Je l’avoue, j’ai réussi à voyager dix ans à Paris sans avoir jamais lu Houellebecq (le correcteur automatique de mon ordinateur n’accepte pas « Houellebecq » et me propose « Houilleuse »… ?). Il aura fallu donc attendre que je tombe, par hasard, sur son dernier ouvrage « La possibilité d’une île », à Valparaiso, pour me lancer. Je le fis avec d’autant plus de curiosité que j’avais appris qu’avec cet ouvrage, il avait frôlé la consécration du Goncourt. Alors, pourquoi pas un voyage sur une île pour atténuer la grippe ?
Mais, on ne peut pas lire naïvement et ingénument Houellebecq, en tous les cas, pas moi.
Il ne faut pas partir pas à l’assaut de ces 485 pages avec trop d’a priori négatifs, sinon, on finit sur les dents ou à manger le livre au bout de cinquante pages. Et Fayard, comme chacun sait, est souvent indigeste et difficile à digérer.
D’abord, on peut se demander ce que l’auteur a contre l’Espagne et contre les Espagnols. Ensuite on se demande pourquoi il a écrit ce livre.
Il est construit comme plus aucun soupirant à la publication littéraire n’oserait le faire en alternant scrupuleusement les chapitres écrits dans un certain présent et les autres dans un certain futur. A mi-chemin entre science fiction et anticipation, le livre est inclassable. Souvent un livre inclassable se révèlera génial, parce qu’inclassable, différent des autres, innovateur. Hélas, ici, c’est bien le contraire, prévisible, ennuyeux (le récit est chronologique et linéaire), longuet, complètement à côté de la plaque sur le côté génétique (ça parle clonage) et scientifique. Car, de quoi s’agit-il ?

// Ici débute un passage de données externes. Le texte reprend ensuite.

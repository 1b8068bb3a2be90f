//! Startup recovery.
//!
//! On worker startup, every orphaned run (running under some worker,
//! heartbeat gone stale) is brought to a safe state exactly once:
//! resumed from its checkpoint log, or failed with a precise reason.
//! Pending runs stay on the queue untouched; they have no owner to
//! lose. A run whose resume
//! action itself fails is force-failed rather than left for the next
//! instance; terminality is what prevents recovery loops.

use std::sync::Arc;

use chrono::{DateTime, Utc};
use serde::Serialize;
use serde_json::json;
use tracing::{error, info, instrument, warn};
use uuid::Uuid;

use crate::domain::error::{RecoveryError, StoreError};
use crate::domain::models::checkpoint::ResumeContext;
use crate::domain::models::config::RecoveryConfig;
use crate::domain::models::job::{job_types, DurableJob};
use crate::domain::models::run::{Run, RunStatus};
use crate::domain::ports::checkpoint_store::CheckpointStore;
use crate::domain::ports::job_queue::JobQueue;
use crate::domain::ports::run_repository::RunRepository;

use super::heartbeat::HeartbeatService;
use super::phases::step_spec;

/// What recovery decided for one orphan.
#[derive(Debug, Clone, Copy, PartialEq, Eq, Serialize)]
#[serde(rename_all = "snake_case")]
pub enum RecoveryAction {
    Resumed,
    Failed,
    Skipped,
}

#[derive(Debug, Clone, Serialize)]
pub struct RunRecoveryReport {
    pub run_id: Uuid,
    pub action: RecoveryAction,
    pub reason: String,
}

/// Outcome of one recovery pass.
#[derive(Debug, Clone, Serialize)]
pub struct RecoverySummary {
    pub orphaned_count: usize,
    pub resumed_count: usize,
    pub failed_count: usize,
    pub skipped_count: usize,
    pub error_count: usize,
    pub runs: Vec<RunRecoveryReport>,
    pub duration_ms: u64,
    pub owner_id: String,
}

enum Verdict {
    Skip(String),
    Fail(String),
    Resume(ResumeContext),
}

pub struct RecoveryOrchestrator {
    run_repo: Arc<dyn RunRepository>,
    checkpoints: Arc<dyn CheckpointStore>,
    queue: Arc<dyn JobQueue>,
    heartbeat: Arc<HeartbeatService>,
    config: RecoveryConfig,
}

impl RecoveryOrchestrator {
    pub fn new(
        run_repo: Arc<dyn RunRepository>,
        checkpoints: Arc<dyn CheckpointStore>,
        queue: Arc<dyn JobQueue>,
        heartbeat: Arc<HeartbeatService>,
        config: RecoveryConfig,
    ) -> Self {
        Self {
            run_repo,
            checkpoints,
            queue,
            heartbeat,
            config,
        }
    }

    /// One recovery pass over all orphans, capped at `max_runs`.
    #[instrument(skip(self))]
    pub async fn recover(&self) -> Result<RecoverySummary, StoreError> {
        let started = std::time::Instant::now();
        let owner_id = self.heartbeat.owner_id().to_string();

        let orphans = self
            .heartbeat
            .list_orphaned_runs(self.heartbeat.stale_threshold())
            .await?;
        let orphaned_count = orphans.len();
        if orphaned_count > self.config.max_runs {
            warn!(
                orphans = orphaned_count,
                cap = self.config.max_runs,
                "more orphans than the recovery cap; the rest wait for the next pass"
            );
        }

        let mut summary = RecoverySummary {
            orphaned_count,
            resumed_count: 0,
            failed_count: 0,
            skipped_count: 0,
            error_count: 0,
            runs: Vec::new(),
            duration_ms: 0,
            owner_id: owner_id.clone(),
        };

        for run in orphans.into_iter().take(self.config.max_runs) {
            let run_id = run.id;
            match self.recover_one(run).await {
                Ok(report) => {
                    match report.action {
                        RecoveryAction::Resumed => summary.resumed_count += 1,
                        RecoveryAction::Failed => summary.failed_count += 1,
                        RecoveryAction::Skipped => summary.skipped_count += 1,
                    }
                    summary.runs.push(report);
                }
                Err(e) => {
                    error!(run_id = %run_id, error = %e, "recovery errored for run");
                    summary.error_count += 1;
                    summary.runs.push(RunRecoveryReport {
                        run_id,
                        action: RecoveryAction::Failed,
                        reason: e.to_string(),
                    });
                }
            }
        }

        summary.duration_ms = started.elapsed().as_millis() as u64;
        info!(
            orphaned = summary.orphaned_count,
            resumed = summary.resumed_count,
            failed = summary.failed_count,
            skipped = summary.skipped_count,
            errors = summary.error_count,
            duration_ms = summary.duration_ms,
            "recovery pass finished"
        );
        Ok(summary)
    }

    async fn recover_one(&self, run: Run) -> Result<RunRecoveryReport, StoreError> {
        let verdict = self.decide(&run).await?;

        match verdict {
            Verdict::Skip(reason) => Ok(RunRecoveryReport {
                run_id: run.id,
                action: RecoveryAction::Skipped,
                reason,
            }),
            Verdict::Fail(reason) => {
                let run_id = run.id;
                self.fail_orphan(run, &reason).await?;
                Ok(RunRecoveryReport {
                    run_id,
                    action: RecoveryAction::Failed,
                    reason,
                })
            }
            Verdict::Resume(ctx) => {
                let run_id = run.id;
                let resume_step = ctx.resume_step_id.clone();
                match self.resume_orphan(run, ctx).await {
                    Ok(()) => Ok(RunRecoveryReport {
                        run_id,
                        action: RecoveryAction::Resumed,
                        reason: format!("resumed from checkpoint '{resume_step}'"),
                    }),
                    Err(RecoveryError::ResumeActionFailed(message)) => {
                        // Resume itself failed. The run is force-failed so
                        // no later instance tries again.
                        let reason = format!("resume action failed: {message}");
                        let run = self
                            .run_repo
                            .get(run_id)
                            .await?
                            .ok_or_else(|| StoreError::NotFound(format!("run {run_id}")))?;
                        self.fail_orphan(run, &reason).await?;
                        Ok(RunRecoveryReport {
                            run_id,
                            action: RecoveryAction::Failed,
                            reason,
                        })
                    }
                    Err(RecoveryError::Store(e)) => Err(e),
                }
            }
        }
    }

    /// The per-orphan decision tree.
    async fn decide(&self, run: &Run) -> Result<Verdict, StoreError> {
        if matches!(run.status, RunStatus::Completed | RunStatus::Cancelled) {
            return Ok(Verdict::Skip(format!(
                "run is already terminal ({})",
                run.status
            )));
        }

        let checkpoints = self.checkpoints.list(run.id).await?;
        if checkpoints.is_empty() {
            return Ok(Verdict::Fail("No checkpoints saved".to_string()));
        }

        let latest = checkpoints
            .iter()
            .filter(|c| c.status == crate::domain::models::run::StepStatus::Completed)
            .max_by_key(|c| c.timestamp);
        match latest {
            None => return Ok(Verdict::Fail("No resumable checkpoint found".to_string())),
            Some(latest) if !latest.resumable => {
                return Ok(Verdict::Fail("No resumable checkpoint found".to_string()));
            }
            Some(_) => {}
        }

        // A non-idempotent step that started without completing may have
        // already produced side effects; replaying it is unsafe.
        if let Some(current_step) = &run.current_step {
            let checkpointed = checkpoints
                .iter()
                .any(|c| &c.step_id == current_step);
            let spec = step_spec(run.run_type, current_step);
            if let Some(spec) = spec {
                if !spec.idempotent && !checkpointed {
                    return Ok(Verdict::Fail(format!(
                        "No resumable checkpoint: non-idempotent step '{current_step}' was \
                         already started"
                    )));
                }
            }
        }

        match ResumeContext::from_checkpoints(&checkpoints) {
            Some(ctx) => Ok(Verdict::Resume(ctx)),
            None => Ok(Verdict::Fail("No resumable checkpoint found".to_string())),
        }
    }

    /// Take ownership, restamp the heartbeat, and hand the run back to
    /// the queue with its resume context.
    async fn resume_orphan(&self, mut run: Run, ctx: ResumeContext) -> Result<(), RecoveryError> {
        let owner_id = self.heartbeat.owner_id().to_string();

        run.status = RunStatus::Running;
        run.owner_id = Some(owner_id.clone());
        run.last_heartbeat_at = Some(Utc::now());
        run.resume_count += 1;
        self.run_repo.update(&run).await?;

        if let Err(e) = self.heartbeat.start_heartbeat(&run.tenant_id, run.id) {
            return Err(RecoveryError::ResumeActionFailed(e.to_string()));
        }

        let payload = serde_json::to_value(&ctx)
            .map_err(|e| RecoveryError::ResumeActionFailed(e.to_string()))?;
        let job = DurableJob::new(
            job_types::RESUME_RUN,
            run.tenant_id.clone(),
            json!({"resume_context": payload}),
        )
        .for_run(run.id);

        if let Err(e) = self.queue.enqueue(&job).await {
            self.heartbeat.stop_heartbeat(run.id);
            return Err(RecoveryError::ResumeActionFailed(e.to_string()));
        }

        info!(
            run_id = %run.id,
            resume_step = %ctx.resume_step_id,
            owner_id = %owner_id,
            "orphan re-enqueued for resume"
        );
        Ok(())
    }

    /// Force-fail an orphan with a diagnostic naming both owners.
    async fn fail_orphan(&self, mut run: Run, reason: &str) -> Result<(), StoreError> {
        let diagnostic = orphan_diagnostic(
            reason,
            run.owner_id.as_deref(),
            run.last_heartbeat_at,
            self.heartbeat.owner_id(),
        );

        run.status = RunStatus::Failed;
        run.error = Some(diagnostic.clone());
        run.completed_at = Some(Utc::now());
        self.run_repo.update(&run).await?;

        warn!(run_id = %run.id, reason = %diagnostic, "orphan failed by recovery");
        Ok(())
    }
}

fn orphan_diagnostic(
    reason: &str,
    previous_owner: Option<&str>,
    last_heartbeat: Option<DateTime<Utc>>,
    recovering_owner: &str,
) -> String {
    format!(
        "{reason} (previous owner: {}, last heartbeat: {}, recovered by: {recovering_owner})",
        previous_owner.unwrap_or("unknown"),
        last_heartbeat
            .map(|dt| dt.to_rfc3339())
            .unwrap_or_else(|| "never".to_string()),
    )
}

#[cfg(test)]
mod tests {
    use super::*;

    #[test]
    fn diagnostic_names_both_owners() {
        let diag = orphan_diagnostic(
            "No checkpoints saved",
            Some("worker-a"),
            None,
            "worker-b",
        );
        assert!(diag.contains("No checkpoints saved"));
        assert!(diag.contains("worker-a"));
        assert!(diag.contains("worker-b"));
        assert!(diag.contains("never"));
    }
}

Au présent, on suit le récit autobiographique d’un célèbre humoriste qui ne réussit pas dans sa vie sentimentale comme dans sa vie professionnelle, et qui va se retrouver mêlé à une secte qui prône l’immortalité… Le personnage, un humoriste, est antipathique, sans humour, ce qui est un comble, tellement que l’auteur lui-même n’arrive pas à nous faire rire avec, grave erreur !
Les chapitres du futur sont de l’écriture de son vingt-quatrième clone… pire à déguster ! D’ailleurs, très vite au début, j’ai fini par sauté ces chapitres.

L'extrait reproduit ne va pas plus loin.